O GOVERNO ASSINOU. AGORA QUER FUGIR DO ACORDO


O SINDPD/SC realizou nesta terça-feira, 26 de maio, assembleia geral híbrida das trabalhadoras e trabalhadores do CIASC, com participação presencial na tenda do sindicato, em frente à empresa, e também de forma online, reunindo cerca de 100 trabalhadores.
A assembleia ocorreu diante do grave descumprimento, por parte do Governo do Estado, da cláusula do PCCS prevista no ACT 2025-2027.
Depois de 22 anos de espera por um novo Plano de Cargos, Carreiras e Salários, a categoria segue enfrentando promessas não cumpridas, adiamentos sucessivos e novas manobras para empurrar uma decisão que já deveria ter sido efetivada.

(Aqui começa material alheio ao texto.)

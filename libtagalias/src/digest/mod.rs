//! Content digests.
//!
//! A digest here is the image configuration digest reported by a manifest,
//! e.g. `sha256:4abcf206...`. It is compared byte for byte and never parsed.

use std::fmt;

#[cfg(test)]
mod tests;

/// An opaque, algorithm-prefixed content digest.
#[derive(Debug, Clone, PartialEq, Eq, Hash)]
pub struct Digest(String);

impl Digest {
    /// Wraps a digest string as returned by the registry.
    ///
    /// Returns `None` for an empty (or all-whitespace) value, which registries
    /// produce when a manifest carries no configuration descriptor.
    ///
    /// # Examples
    ///
    /// ```
    /// use libtagalias::Digest;
    ///
    /// assert!(Digest::new("sha256:abc").is_some());
    /// assert!(Digest::new("").is_none());
    /// ```
    pub fn new(value: impl Into<String>) -> Option<Self> {
        let value = value.into();
        if value.trim().is_empty() {
            None
        } else {
            Some(Self(value))
        }
    }

    /// Returns the digest as a string slice.
    pub fn as_str(&self) -> &str {
        &self.0
    }
}

impl fmt::Display for Digest {
    fn fmt(&self, f: &mut fmt::Formatter<'_>) -> fmt::Result {
        f.write_str(&self.0)
    }
}

impl AsRef<str> for Digest {
    fn as_ref(&self) -> &str {
        &self.0
    }
}
//! HTTP client for registry and token service communication.
//!
//! This module provides a thin blocking client built on reqwest. Every request
//! goes through [`Client::get`], which reports a [`GetOutcome`] instead of an
//! error so that callers can decide which statuses they tolerate.

use crate::auth::{AuthToken, TokenResponse, TokenService, pull_scope};
use crate::digest::Digest;
use crate::error::{Result, TagAliasError};
use reqwest::blocking::Client as HttpClient;
use reqwest::header::{ACCEPT, AUTHORIZATION, HeaderMap, HeaderValue};
use reqwest::{StatusCode, Url};
use serde::Deserialize;
use std::time::Duration;


/// Media type requested for manifests; its `config.digest` is the alias key.
pub const MANIFEST_V2_MEDIA_TYPE: &str = "application/vnd.docker.distribution.manifest.v2+json";

/// Longest slice of an error body quoted in error messages.
const MAX_ERROR_BODY: usize = 200;

/// Response from the tags list API endpoint.
#[derive(Debug, Deserialize)]
struct TagsResponse {
    /// List of tag names; some registries send `null` for an empty repository
    #[serde(default)]
    tags: Option<Vec<String>>,
}

/// The parts of a v2 image manifest this client reads.
#[derive(Debug, Deserialize)]
struct ManifestResponse {
    config: Option<ConfigDescriptor>,
}

#[derive(Debug, Deserialize)]
struct ConfigDescriptor {
    digest: Option<String>,
}

/// How [`Client::fetch_digest`] treats a 404 from the manifest endpoint.
#[derive(Debug, Clone, Copy, PartialEq, Eq)]
pub enum NotFoundPolicy {
    /// A missing manifest is an error (used for the target tag).
    Fatal,
    /// A missing manifest means "no digest" (used while scanning candidates).
    Tolerate,
}

/// Result of a single GET request.
#[derive(Debug)]
pub enum GetOutcome {
    /// The server answered 200.
    Success { body: String },
    /// The server answered with any other status.
    HttpError {
        status: u16,
        url: String,
        body: String,
    },
    /// No well-formed response exists (DNS, connect, TLS, timeout, body read).
    TransportError { url: String, source: reqwest::Error },
}

/// Configuration for the HTTP client.
///
/// # Examples
///
/// ```
/// use libtagalias::client::ClientConfig;
///
/// let config = ClientConfig::new().with_timeout(60);
/// assert_eq!(config.timeout_seconds, 60);
/// assert!(config.user_agent.starts_with("tagalias/"));
/// ```
#[derive(Debug, Clone)]
pub struct ClientConfig {
    /// Request timeout in seconds (default: 30)
    pub timeout_seconds: u64,
    /// User-Agent header sent with every request
    pub user_agent: String,
}

impl Default for ClientConfig {
    fn default() -> Self {
        Self {
            timeout_seconds: 30,
            user_agent: format!("tagalias/{}", env!("CARGO_PKG_VERSION")),
        }
    }
}

impl ClientConfig {
    /// Creates a new configuration with default values.
    pub fn new() -> Self {
        Self::default()
    }

    /// Sets the request timeout in seconds.
    pub fn with_timeout(mut self, seconds: u64) -> Self {
        self.timeout_seconds = seconds;
        self
    }
}

/// Checks that `url` is an absolute http(s) URL and strips trailing slashes.
///
/// # Examples
///
/// ```
/// use libtagalias::client::normalize_url;
///
/// assert_eq!(normalize_url("https://index.docker.io/v2/").unwrap(), "https://index.docker.io/v2");
/// assert!(normalize_url("index.docker.io/v2").is_err());
/// ```
pub fn normalize_url(url: &str) -> Result<String> {
    let url = url.trim();
    if url.is_empty() {
        return Err(TagAliasError::validation("URL cannot be empty"));
    }

    let parsed = Url::parse(url).map_err(|e| {
        TagAliasError::validation_with_source(format!("Invalid URL '{}'", url), e)
    })?;

    match parsed.scheme() {
        "http" | "https" if parsed.has_host() => Ok(url.trim_end_matches('/').to_string()),
        _ => Err(TagAliasError::validation(format!(
            "Invalid URL '{}': expected an http or https URL",
            url
        ))),
    }
}

/// Blocking HTTP client for one registry.
///
/// The registry URL includes the API prefix, e.g. `https://index.docker.io/v2`,
/// so endpoints are built as `<registry_url>/<repository>/...`.
#[derive(Debug, Clone)]
pub struct Client {
    /// The underlying HTTP client
    http_client: HttpClient,
    /// Base registry URL without trailing slash
    registry_url: String,
    /// Request timeout, kept for error messages
    timeout: Duration,
}

impl Client {
    /// Creates a new client for the specified registry URL with default configuration.
    ///
    /// # Examples
    ///
    /// ```
    /// use libtagalias::client::Client;
    ///
    /// let client = Client::new("https://index.docker.io/v2/").unwrap();
    /// assert_eq!(client.registry_url(), "https://index.docker.io/v2");
    /// ```
    pub fn new(registry_url: &str) -> Result<Self> {
        Self::with_config(registry_url, ClientConfig::default())
    }

    /// Creates a new client for the specified registry URL with custom configuration.
    pub fn with_config(registry_url: &str, config: ClientConfig) -> Result<Self> {
        let normalized_url = normalize_url(registry_url)?;
        let timeout = Duration::from_secs(config.timeout_seconds);

        let http_client = HttpClient::builder()
            .timeout(timeout)
            .user_agent(config.user_agent)
            .build()
            .map_err(|e| TagAliasError::network_with_source("Failed to create HTTP client", e))?;

        Ok(Self {
            http_client,
            registry_url: normalized_url,
            timeout,
        })
    }

    /// Returns the base registry URL.
    pub fn registry_url(&self) -> &str {
        &self.registry_url
    }

    /// Issues a GET request and captures its status and body.
    ///
    /// Never fails: transport problems come back as
    /// [`GetOutcome::TransportError`] and non-200 statuses as
    /// [`GetOutcome::HttpError`].
    pub fn get(&self, url: &str, headers: HeaderMap) -> GetOutcome {
        let response = match self.http_client.get(url).headers(headers).send() {
            Ok(response) => response,
            Err(source) => {
                return GetOutcome::TransportError {
                    url: url.to_string(),
                    source,
                };
            }
        };

        let status = response.status();
        if status != StatusCode::OK {
            let body = response
                .text()
                .unwrap_or_else(|_| String::from("(unable to read response body)"));
            return GetOutcome::HttpError {
                status: status.as_u16(),
                url: url.to_string(),
                body,
            };
        }

        match response.text() {
            Ok(body) => GetOutcome::Success { body },
            Err(source) => GetOutcome::TransportError {
                url: url.to_string(),
                source,
            },
        }
    }

    /// Obtains a pull token for `repository` from the token service.
    ///
    /// Issues `GET <auth>/token?service=<service>&scope=repository:<repository>:pull`
    /// without credentials. Any non-200 answer, including 404, is an
    /// authentication error.
    ///
    /// # Examples
    ///
    /// ```no_run
    /// use libtagalias::auth::TokenService;
    /// use libtagalias::client::Client;
    ///
    /// # fn example() -> libtagalias::Result<()> {
    /// let client = Client::new("https://index.docker.io/v2")?;
    /// let service = TokenService::new("https://auth.docker.io", "registry.docker.io");
    /// let token = client.authenticate(&service, "library/nginx")?;
    /// # Ok(())
    /// # }
    /// ```
    pub fn authenticate(&self, service: &TokenService, repository: &str) -> Result<AuthToken> {
        let scope = pull_scope(repository);
        let url = Url::parse_with_params(
            &service.token_endpoint(),
            &[("service", service.service.as_str()), ("scope", scope.as_str())],
        )
        .map_err(|e| {
            TagAliasError::validation_with_source(
                format!("Invalid auth service URL '{}'", service.url),
                e,
            )
        })?;

        match self.get(url.as_str(), HeaderMap::new()) {
            GetOutcome::Success { body } => TokenResponse::parse(&body),
            GetOutcome::HttpError { status, url, body } => Err(TagAliasError::authentication(
                format!(
                    "Token request to {} failed: {}",
                    url,
                    Self::summarize_body(&body)
                ),
                Some(status),
            )),
            GetOutcome::TransportError { url, source } => {
                Err(self.translate_reqwest_error(source, &url))
            }
        }
    }

    /// Fetches the tag list for a repository.
    ///
    /// Performs `GET <registry>/<repository>/tags/list` and returns the tags in
    /// the order the registry sent them. Only the first response is read; the
    /// registry's pagination links are not followed.
    ///
    /// # Errors
    ///
    /// Returns an error if:
    /// - The registry is unreachable
    /// - The token is rejected (401/403)
    /// - The registry answers with any other non-200 status
    /// - The response cannot be parsed as valid JSON
    pub fn fetch_tag_list(&self, repository: &str, token: &AuthToken) -> Result<Vec<String>> {
        let url = format!("{}/{}/tags/list", self.registry_url, repository);
        let headers = Self::bearer_headers(token)?;

        let body = self.registry_body(self.get(&url, headers))?;

        let tags_response: TagsResponse = serde_json::from_str(&body).map_err(|e| {
            TagAliasError::validation_with_source("Failed to parse tags response", e)
        })?;

        Ok(tags_response.tags.unwrap_or_default())
    }

    /// Resolves a tag to its image configuration digest.
    ///
    /// Performs `GET <registry>/<repository>/manifests/<tag>` asking for a v2
    /// manifest and returns its `config.digest`. Returns `Ok(None)` when the
    /// manifest has no configuration digest, and, under
    /// [`NotFoundPolicy::Tolerate`], when the registry answers 404.
    ///
    /// Transport errors and every other non-200 status are errors regardless
    /// of the policy.
    pub fn fetch_digest(
        &self,
        repository: &str,
        tag: &str,
        token: &AuthToken,
        policy: NotFoundPolicy,
    ) -> Result<Option<Digest>> {
        let url = format!("{}/{}/manifests/{}", self.registry_url, repository, tag);
        let mut headers = Self::bearer_headers(token)?;
        headers.insert(ACCEPT, HeaderValue::from_static(MANIFEST_V2_MEDIA_TYPE));

        let body = match self.registry_body(self.get(&url, headers)) {
            Ok(body) => body,
            Err(e) if policy == NotFoundPolicy::Tolerate && e.is_not_found() => return Ok(None),
            Err(e) => return Err(e),
        };

        let manifest: ManifestResponse = serde_json::from_str(&body).map_err(|e| {
            TagAliasError::validation_with_source(
                format!("Failed to parse manifest for tag '{}'", tag),
                e,
            )
        })?;

        Ok(manifest
            .config
            .and_then(|config| config.digest)
            .and_then(Digest::new))
    }

    fn bearer_headers(token: &AuthToken) -> Result<HeaderMap> {
        let value = HeaderValue::from_str(&token.to_header_value()).map_err(|e| {
            TagAliasError::validation_with_source("Token contains invalid header characters", e)
        })?;

        let mut headers = HeaderMap::new();
        headers.insert(AUTHORIZATION, value);
        Ok(headers)
    }

    /// Unwraps a successful registry response or translates the failure.
    fn registry_body(&self, outcome: GetOutcome) -> Result<String> {
        match outcome {
            GetOutcome::Success { body } => Ok(body),
            GetOutcome::HttpError { status, url, body } => {
                Err(Self::status_error(status, &url, &body))
            }
            GetOutcome::TransportError { url, source } => {
                Err(self.translate_reqwest_error(source, &url))
            }
        }
    }

    /// Translates a non-200 registry status into a TagAliasError.
    fn status_error(status: u16, url: &str, body: &str) -> TagAliasError {
        let body = Self::summarize_body(body);
        match StatusCode::from_u16(status) {
            Ok(StatusCode::UNAUTHORIZED) => TagAliasError::authentication(
                format!("Token rejected for {} (expired or missing scope): {}", url, body),
                Some(status),
            ),
            Ok(StatusCode::FORBIDDEN) => TagAliasError::authentication(
                format!("Access forbidden for {}: {}", url, body),
                Some(status),
            ),
            _ => TagAliasError::registry(body, status, url),
        }
    }

    /// Translates a reqwest error into a TagAliasError.
    fn translate_reqwest_error(&self, error: reqwest::Error, url: &str) -> TagAliasError {
        if error.is_timeout() {
            TagAliasError::network_with_source(
                format!(
                    "Request to {} timed out after {} seconds",
                    url,
                    self.timeout.as_secs()
                ),
                error,
            )
        } else if error.is_connect() {
            TagAliasError::network_with_source(format!("Failed to connect to {}", url), error)
        } else if error.is_request() {
            TagAliasError::network_with_source(
                format!("Failed to send request to {}", url),
                error,
            )
        } else {
            TagAliasError::network_with_source(
                format!("Network error communicating with {}", url),
                error,
            )
        }
    }

    fn summarize_body(body: &str) -> String {
        let body = body.trim();
        if body.is_empty() {
            return String::from("(empty response body)");
        }
        match body.char_indices().nth(MAX_ERROR_BODY) {
            Some((cut, _)) => format!("{}...", &body[..cut]),
            None => body.to_string(),
        }
    }
}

O trabalho técnico foi concluído.
Os estudos foram realizados.
Os prazos foram pactuados em acordo coletivo.
O Governo assinou o ACT.
E agora tenta usar a legislação eleitoral como nova justificativa para fugir do cumprimento do acordo.
O SINDPD/SC reafirma que não há embasamento jurídico para essa narrativa, uma vez que não se trata da criação de um novo benefício, mas do cumprimento de cláusulas já assinadas e com prazo vencido dentro da convenção coletiva.
Na assembleia, duas propostas foram colocadas em votação:
encaminhamento de mediação junto ao Ministério Público do Trabalho;
avanço do indicativo de greve.
A mediação foi aprovada pela maioria. Porém, o forte apoio ao indicativo de greve demonstrou que a situação está se tornando insustentável e que cresce na categoria a indignação diante da postura do Governo.
A categoria está cansada de esperar. Cansada de reuniões sem resultado.
Cansada da política do “daqui a pouco”. Cansada da falta de respeito com quem sustenta diariamente a tecnologia pública de Santa Catarina.
O ALERTA VINDO DA CIDASC E DA EPAGRI
O que aconteceu nesta quarta-feira com as trabalhadoras e trabalhadores da CIDASC e da EPAGRI escancara o verdadeiro projeto do Governo do Estado: ganhar tempo até inviabilizar os PCCS das estatais.
Após meses de negociação e promessas públicas, o Governo anunciou que não irá implantar os planos neste ano, utilizando a legislação eleitoral como justificativa para descumprir acordos e empurrar direitos para um futuro indefinido.
O roteiro é exatamente o mesmo denunciado pelo SINDPD/SC no CIASC:
primeiro a promessa; depois o adiamento; agora a desculpa jurídica.
Enquanto isso, trabalhadoras e trabalhadores seguem sendo desrespeitados.
O que o Governo chama de “prudência” a categoria conhece pelo nome verdadeiro: enrolação.
A verdade é que o Estado assinou compromissos, definiu prazos e agora tenta construir uma saída política para não cumprir aquilo que foi acordado com os trabalhadores.
Os acontecimentos de hoje servem como um duro alerta para o CIASC.
Sem mobilização real, o risco é assistir o PCCS ser empurrado indefinidamente enquanto o Governo aposta no desgaste, no medo e na desmobilização da categoria.
A história mostra que nenhum direito caiu do céu.
Nenhum PCCS foi conquistado pela boa vontade de governo.
E nenhuma categoria avança permanecendo paralisada diante do descumprimento dos seus direitos.
Só a luta muda a realidade. Só a pressão faz governo cumprir acordo.
E sem mobilização, o PCCS corre o risco de virar apenas mais uma promessa enterrada pelo Estado.